EXCERPTED DATA –
++++++++++++++++++++

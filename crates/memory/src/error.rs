//! Error types for memory strategy operations
//!
//! One taxonomy for the whole crate: allocation failures, release misuse,
//! leak reports, and guard poisoning all surface as [`MemoryError`].

use thiserror::Error;

#[cfg(feature = "logging")]
use tracing::{error, warn};

/// Result type for memory operations
pub type MemoryResult<T> = core::result::Result<T, MemoryError>;

/// Memory strategy errors
#[must_use = "errors should be handled"]
#[non_exhaustive]
#[derive(Error, Debug, Clone, PartialEq, Eq)]
pub enum MemoryError {
    /// The backing store refused or exhausted the request.
    ///
    /// Recoverable: pick a different strategy, or release prior regions.
    #[error("out of memory: requested {requested} bytes{}", available.map(|a| format!(" ({a} available)")).unwrap_or_default())]
    OutOfMemory {
        requested: usize,
        available: Option<usize>,
    },

    /// A region was released twice, released to the wrong allocator, or
    /// described with a layout that does not match what was issued.
    #[error("invalid release of region at {address:#x}: {reason}")]
    InvalidRelease { address: usize, reason: String },

    /// An allocator was destroyed while regions were still outstanding.
    #[error("leak detected: {regions} outstanding region(s), {bytes} bytes")]
    LeakDetected { regions: usize, bytes: usize },

    /// A previous holder of the exclusive guard terminated abnormally;
    /// the guarded state may be inconsistent.
    #[error("lock poisoned: {resource}")]
    LockPoisoned { resource: &'static str },

    /// Layout parameters were rejected before any allocation was attempted.
    #[error("invalid layout: {reason}")]
    InvalidLayout { reason: String },

    /// Alignment is not a power of two, or exceeds what the strategy supports.
    #[error("invalid alignment: {alignment}")]
    InvalidAlignment { alignment: usize },

    /// Size arithmetic overflowed.
    #[error("size overflow: {size} bytes with {align} byte alignment")]
    SizeOverflow { size: usize, align: usize },

    /// Configuration rejected at construction time.
    #[error("invalid configuration: {reason}")]
    InvalidConfig { reason: String },
}

impl MemoryError {
    /// Check if the error is worth retrying after freeing resources or
    /// switching strategies. Misuse and poisoning are not.
    #[must_use]
    pub fn is_retryable(&self) -> bool {
        matches!(self, Self::OutOfMemory { .. })
    }

    /// Get error code for categorization
    #[must_use]
    pub fn code(&self) -> &'static str {
        match self {
            Self::OutOfMemory { .. } => "MEM:ALLOC:OOM",
            Self::InvalidRelease { .. } => "MEM:RELEASE:INVALID",
            Self::LeakDetected { .. } => "MEM:RELEASE:LEAK",
            Self::LockPoisoned { .. } => "MEM:LOCK:POISONED",
            Self::InvalidLayout { .. } => "MEM:LAYOUT:INVALID",
            Self::InvalidAlignment { .. } => "MEM:LAYOUT:ALIGN",
            Self::SizeOverflow { .. } => "MEM:LAYOUT:OVERFLOW",
            Self::InvalidConfig { .. } => "MEM:CONFIG:INVALID",
        }
    }

    // --- Allocation errors ---

    /// Create an out of memory error
    #[must_use]
    pub fn out_of_memory(requested: usize) -> Self {
        Self::OutOfMemory {
            requested,
            available: None,
        }
    }

    /// Create an out of memory error with known headroom
    #[must_use]
    pub fn out_of_memory_with_available(requested: usize, available: usize) -> Self {
        Self::OutOfMemory {
            requested,
            available: Some(available),
        }
    }

    // --- Release errors ---

    /// Create an invalid release error
    pub fn invalid_release(address: usize, reason: &str) -> Self {
        #[cfg(feature = "logging")]
        error!(address, reason, "invalid release");

        Self::InvalidRelease {
            address,
            reason: reason.to_string(),
        }
    }

    /// Create a leak report
    #[must_use]
    pub fn leak_detected(regions: usize, bytes: usize) -> Self {
        #[cfg(feature = "logging")]
        warn!(regions, bytes, "leak detected on destroy");

        Self::LeakDetected { regions, bytes }
    }

    // --- Synchronization errors ---

    /// Create a lock poisoned error
    #[must_use]
    pub fn lock_poisoned(resource: &'static str) -> Self {
        #[cfg(feature = "logging")]
        warn!(resource, "lock poisoned");

        Self::LockPoisoned { resource }
    }

    // --- Layout errors ---

    /// Create an invalid layout error
    pub fn invalid_layout(reason: &str) -> Self {
        Self::InvalidLayout {
            reason: reason.to_string(),
        }
    }

    /// Create an invalid alignment error
    #[must_use]
    pub fn invalid_alignment(alignment: usize) -> Self {
        Self::InvalidAlignment { alignment }
    }

    /// Create a size overflow error
    #[must_use]
    pub fn size_overflow(size: usize, align: usize) -> Self {
        Self::SizeOverflow { size, align }
    }

    // --- Configuration errors ---

    /// Create an invalid configuration error
    pub fn invalid_config(reason: &str) -> Self {
        Self::InvalidConfig {
            reason: reason.to_string(),
        }
    }
}

#[cfg(test)]
mod tests {
    use super::*;

    #[test]
    fn display_carries_sizes() {
        let err = MemoryError::out_of_memory_with_available(1024, 512);
        let msg = err.to_string();
        assert!(msg.contains("1024"));
        assert!(msg.contains("512"));

        let err = MemoryError::out_of_memory(64);
        assert!(!err.to_string().contains("available"));
    }

    #[test]
    fn invalid_release_formats_address_as_hex() {
        let err = MemoryError::invalid_release(0xdead_beef, "double release");
        assert!(err.to_string().contains("0xdeadbeef"));
        assert!(err.to_string().contains("double release"));
    }

    #[test]
    fn error_codes() {
        assert_eq!(MemoryError::out_of_memory(1).code(), "MEM:ALLOC:OOM");
        assert_eq!(
            MemoryError::lock_poisoned("counter").code(),
            "MEM:LOCK:POISONED"
        );
        assert_eq!(MemoryError::leak_detected(2, 128).code(), "MEM:RELEASE:LEAK");
    }

    #[test]
    fn retryable_classification() {
        assert!(MemoryError::out_of_memory(1).is_retryable());
        assert!(!MemoryError::invalid_release(0, "x").is_retryable());
        assert!(!MemoryError::lock_poisoned("counter").is_retryable());
    }
}
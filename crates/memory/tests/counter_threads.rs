//! Concurrency tests for the synchronized counter: no lost updates, reads
//! bounded by the number of increments, and poisoning surfaced as an error.

use std::thread;

use crucible_memory::{MemoryError, SharedCounter};

fn run_workers(n: usize) -> u64 {
    let counter = SharedCounter::new();

    let handles: Vec<_> = (0..n)
        .map(|_| {
            let counter = counter.clone();
            thread::spawn(move || counter.increment().unwrap())
        })
        .collect();

    for handle in handles {
        handle.join().unwrap();
    }

    counter.read().unwrap()
}

#[test]
fn one_worker_one_increment() {
    assert_eq!(run_workers(1), 1);
}

#[test]
fn ten_workers_no_lost_updates() {
    for _ in 0..10 {
        assert_eq!(run_workers(10), 10);
    }
}

#[test]
fn thousand_workers_no_lost_updates() {
    assert_eq!(run_workers(1000), 1000);
}

#[test]
fn reads_never_leave_the_increment_bounds() {
    const WORKERS: usize = 8;
    const PER_WORKER: u64 = 250;
    const TOTAL: u64 = WORKERS as u64 * PER_WORKER;

    let counter = SharedCounter::new();

    let incrementers: Vec<_> = (0..WORKERS)
        .map(|_| {
            let counter = counter.clone();
            thread::spawn(move || {
                for _ in 0..PER_WORKER {
                    counter.increment().unwrap();
                }
            })
        })
        .collect();

    let reader = {
        let counter = counter.clone();
        thread::spawn(move || {
            loop {
                let value = counter.read().unwrap();
                assert!(value <= TOTAL, "read {value} beyond {TOTAL} increments");
                if value == TOTAL {
                    break;
                }
                thread::yield_now();
            }
        })
    };

    for handle in incrementers {
        handle.join().unwrap();
    }
    reader.join().unwrap();

    assert_eq!(counter.read().unwrap(), TOTAL);
}

#[test]
fn increments_serialize_into_distinct_values() {
    let counter = SharedCounter::new();

    let handles: Vec<_> = (0..16)
        .map(|_| {
            let counter = counter.clone();
            thread::spawn(move || {
                let mut seen = Vec::with_capacity(64);
                for _ in 0..64 {
                    seen.push(counter.increment().unwrap());
                }
                seen
            })
        })
        .collect();

    let mut all: Vec<u64> = handles
        .into_iter()
        .flat_map(|handle| handle.join().unwrap())
        .collect();

    // Every increment observed a unique post-value: nothing was lost
    all.sort_unstable();
    all.dedup();
    assert_eq!(all.len(), 16 * 64);
    assert_eq!(all.last().copied(), Some(16 * 64));
}

#[test]
fn abnormal_holder_poisons_the_guard() {
    let counter = SharedCounter::new();
    counter.increment().unwrap();

    let poisoner = counter.clone();
    let died = thread::spawn(move || {
        let _ = poisoner.with(|value| {
            *value += 1;
            panic!("holder terminated abnormally while holding the guard");
        });
    })
    .join();
    assert!(died.is_err());

    // Surfaced on the next access, not swallowed
    assert!(matches!(
        counter.increment(),
        Err(MemoryError::LockPoisoned { .. })
    ));
    assert!(matches!(
        counter.read(),
        Err(MemoryError::LockPoisoned { .. })
    ));
}
//! General-purpose allocator
//!
//! The safety-focused strategy: every outstanding region is recorded in a
//! ledger keyed by address, so double release, releases of regions this
//! allocator never issued, and layout mismatches are detected and reported
//! as [`MemoryError::InvalidRelease`] *before* any memory is touched.
//! Destroying the allocator with live entries frees them and reports a
//! leak.
//!
//! Thread-safe: the ledger is guarded by a mutex, so concurrent
//! allocate/release calls serialize their bookkeeping and cannot corrupt
//! it.

use core::alloc::Layout;
use core::ptr::NonNull;
use std::alloc::{alloc, dealloc};

use hashbrown::HashMap;
use parking_lot::Mutex;

use crate::error::{MemoryError, MemoryResult};
use crate::region::{AllocatorId, Region, validate_layout};
use crate::stats::{AllocatorStats, AtomicAllocatorStats, StatisticsProvider};

#[cfg(feature = "logging")]
use tracing::debug;

use super::AllocStrategy;

/// What the ledger remembers about one outstanding region
#[derive(Debug, Clone, Copy)]
struct LedgerEntry {
    size: usize,
    align: usize,
}

/// Allocator that tracks every outstanding allocation.
///
/// Slower than [`super::PassthroughAllocator`] (one guarded map operation
/// per call), in exchange for misuse detection that the faster strategies
/// cannot offer.
pub struct GeneralPurposeAllocator {
    id: AllocatorId,
    ledger: Mutex<HashMap<usize, LedgerEntry>>,
    stats: AtomicAllocatorStats,
}

impl GeneralPurposeAllocator {
    /// Creates a new general-purpose allocator.
    #[must_use]
    pub fn new() -> Self {
        let id = AllocatorId::next();

        #[cfg(feature = "logging")]
        debug!(id = id.as_u64(), "general-purpose allocator created");

        Self {
            id,
            ledger: Mutex::new(HashMap::new()),
            stats: AtomicAllocatorStats::new(),
        }
    }

    /// Number of regions currently outstanding.
    pub fn outstanding_regions(&self) -> usize {
        self.ledger.lock().len()
    }

    /// Whether any region is still outstanding.
    pub fn has_leaks(&self) -> bool {
        self.outstanding_regions() > 0
    }

    /// Tears the allocator down.
    ///
    /// Outstanding regions are freed so the memory is not lost, but their
    /// existence is a caller bug and is reported as
    /// [`MemoryError::LeakDetected`].
    pub fn destroy(self) -> MemoryResult<()> {
        let (regions, bytes) = self.free_outstanding();
        if regions > 0 {
            return Err(MemoryError::leak_detected(regions, bytes));
        }
        Ok(())
    }

    /// Frees every ledgered region, returning how many there were.
    fn free_outstanding(&self) -> (usize, usize) {
        let entries: Vec<(usize, LedgerEntry)> = self.ledger.lock().drain().collect();
        let regions = entries.len();
        let mut bytes = 0;

        for (addr, entry) in entries {
            bytes += entry.size;
            // SAFETY: the entry was inserted by allocate with exactly this
            // address and layout, and removal from the ledger above
            // guarantees it is freed only once.
            unsafe {
                dealloc(
                    addr as *mut u8,
                    Layout::from_size_align_unchecked(entry.size, entry.align),
                );
            }
        }

        (regions, bytes)
    }
}

impl Default for GeneralPurposeAllocator {
    fn default() -> Self {
        Self::new()
    }
}

impl Drop for GeneralPurposeAllocator {
    fn drop(&mut self) {
        // destroy() drains the ledger first, so this only fires for
        // allocators dropped without an explicit teardown
        let (regions, bytes) = self.free_outstanding();
        if regions > 0 {
            #[cfg(feature = "logging")]
            tracing::warn!(regions, bytes, "allocator dropped with outstanding regions");
            #[cfg(not(feature = "logging"))]
            let _ = (regions, bytes);
        }
    }
}

impl AllocStrategy for GeneralPurposeAllocator {
    fn allocate(&self, layout: Layout) -> MemoryResult<Region> {
        validate_layout(layout)?;

        if layout.size() == 0 {
            return Ok(Region::dangling(layout.align(), self.id));
        }

        // SAFETY: layout validated above, size is non-zero.
        let ptr = unsafe { alloc(layout) };
        let Some(ptr) = NonNull::new(ptr) else {
            self.stats.record_failure();
            return Err(MemoryError::out_of_memory(layout.size()));
        };

        let previous = self.ledger.lock().insert(
            ptr.as_ptr() as usize,
            LedgerEntry {
                size: layout.size(),
                align: layout.align(),
            },
        );
        // The global allocator cannot hand out an address that is still
        // ledgered as live
        debug_assert!(previous.is_none());

        self.stats.record_allocation(layout.size());
        Ok(Region::new(ptr, layout, self.id))
    }

    unsafe fn release(&self, region: Region) -> MemoryResult<()> {
        if region.owner() != self.id {
            return Err(MemoryError::invalid_release(
                region.addr(),
                "region was issued by a different allocator",
            ));
        }

        if region.is_empty() {
            return Ok(());
        }

        let mut ledger = self.ledger.lock();
        let Some(entry) = ledger.get(&region.addr()).copied() else {
            return Err(MemoryError::invalid_release(
                region.addr(),
                "double release, or region was never issued",
            ));
        };

        if entry.size != region.len() || entry.align != region.align() {
            return Err(MemoryError::invalid_release(
                region.addr(),
                "layout does not match the issued region",
            ));
        }

        ledger.remove(&region.addr());
        drop(ledger);

        // SAFETY: the ledger proved this address is a live allocation made
        // by this allocator with exactly this layout, and removing the
        // entry above means no later release can reach this point again.
        unsafe {
            dealloc(region.as_ptr(), region.layout());
        }

        self.stats.record_release(region.len());
        Ok(())
    }

    fn allocation_count(&self) -> usize {
        self.stats.allocation_count()
    }

    fn outstanding_bytes(&self) -> usize {
        self.stats.outstanding_bytes()
    }
}

impl StatisticsProvider for GeneralPurposeAllocator {
    fn statistics(&self) -> AllocatorStats {
        self.stats.snapshot()
    }

    fn reset_statistics(&self) {
        self.stats.reset();
    }
}

impl core::fmt::Debug for GeneralPurposeAllocator {
    fn fmt(&self, f: &mut core::fmt::Formatter<'_>) -> core::fmt::Result {
        f.debug_struct("GeneralPurposeAllocator")
            .field("id", &self.id)
            .field("outstanding_regions", &self.outstanding_regions())
            .finish_non_exhaustive()
    }
}

#[cfg(test)]
mod tests {
    use super::*;

    #[test]
    fn allocate_and_release_round_trip() {
        let allocator = GeneralPurposeAllocator::new();
        let region = allocator.allocate_bytes(128, 16).unwrap();

        assert_eq!(allocator.outstanding_regions(), 1);
        assert_eq!(allocator.outstanding_bytes(), 128);

        unsafe { allocator.release(region).unwrap() };
        assert_eq!(allocator.outstanding_regions(), 0);
        assert!(!allocator.has_leaks());
    }

    #[test]
    fn double_release_is_detected() {
        let allocator = GeneralPurposeAllocator::new();
        let region = allocator.allocate_bytes(64, 8).unwrap();

        unsafe {
            allocator.release(region).unwrap();
            let err = allocator.release(region).unwrap_err();
            assert!(matches!(err, MemoryError::InvalidRelease { .. }));
        }
    }

    #[test]
    fn foreign_region_is_detected() {
        let gpa = GeneralPurposeAllocator::new();
        let other = GeneralPurposeAllocator::new();
        let region = other.allocate_bytes(64, 8).unwrap();

        let err = unsafe { gpa.release(region).unwrap_err() };
        assert!(matches!(err, MemoryError::InvalidRelease { .. }));

        unsafe { other.release(region).unwrap() };
    }

    #[test]
    fn destroy_with_outstanding_reports_leak() {
        let allocator = GeneralPurposeAllocator::new();
        let _a = allocator.allocate_bytes(32, 8).unwrap();
        let _b = allocator.allocate_bytes(32, 8).unwrap();

        let err = allocator.destroy().unwrap_err();
        assert!(matches!(
            err,
            MemoryError::LeakDetected {
                regions: 2,
                bytes: 64
            }
        ));
    }

    #[test]
    fn destroy_clean_after_releases() {
        let allocator = GeneralPurposeAllocator::new();
        let region = allocator.allocate_bytes(32, 8).unwrap();
        unsafe { allocator.release(region).unwrap() };
        allocator.destroy().unwrap();
    }

    #[test]
    fn concurrent_bookkeeping_stays_consistent() {
        use std::sync::Arc;

        let allocator = Arc::new(GeneralPurposeAllocator::new());
        let mut handles = Vec::new();

        for _ in 0..8 {
            let allocator = Arc::clone(&allocator);
            handles.push(std::thread::spawn(move || {
                for _ in 0..100 {
                    let region = allocator.allocate_bytes(24, 8).unwrap();
                    unsafe { allocator.release(region).unwrap() };
                }
            }));
        }
        for handle in handles {
            handle.join().unwrap();
        }

        assert_eq!(allocator.outstanding_regions(), 0);
        assert_eq!(allocator.outstanding_bytes(), 0);
        assert_eq!(allocator.allocation_count(), 800);
    }
}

++++++++++++++++++++

TASK DIRECTIONS – Set out exactly the lines from the one bearing "let allocator = Arc::new(GeneralPurposeAllocator::new());" through the end of the data, including both ends and omitting all others.

REPLY TO THE TASK –
        let allocator = Arc::new(GeneralPurposeAllocator::new());
        let mut handles = Vec::new();

        for _ in 0..8 {
            let allocator = Arc::clone(&allocator);
            handles.push(std::thread::spawn(move || {
                for _ in 0..100 {
                    let region = allocator.allocate_bytes(24, 8).unwrap();
                    unsafe { allocator.release(region).unwrap() };
                }
            }));
        }
        for handle in handles {
            handle.join().unwrap();
        }

        assert_eq!(allocator.outstanding_regions(), 0);
        assert_eq!(allocator.outstanding_bytes(), 0);
        assert_eq!(allocator.allocation_count(), 800);
    }
}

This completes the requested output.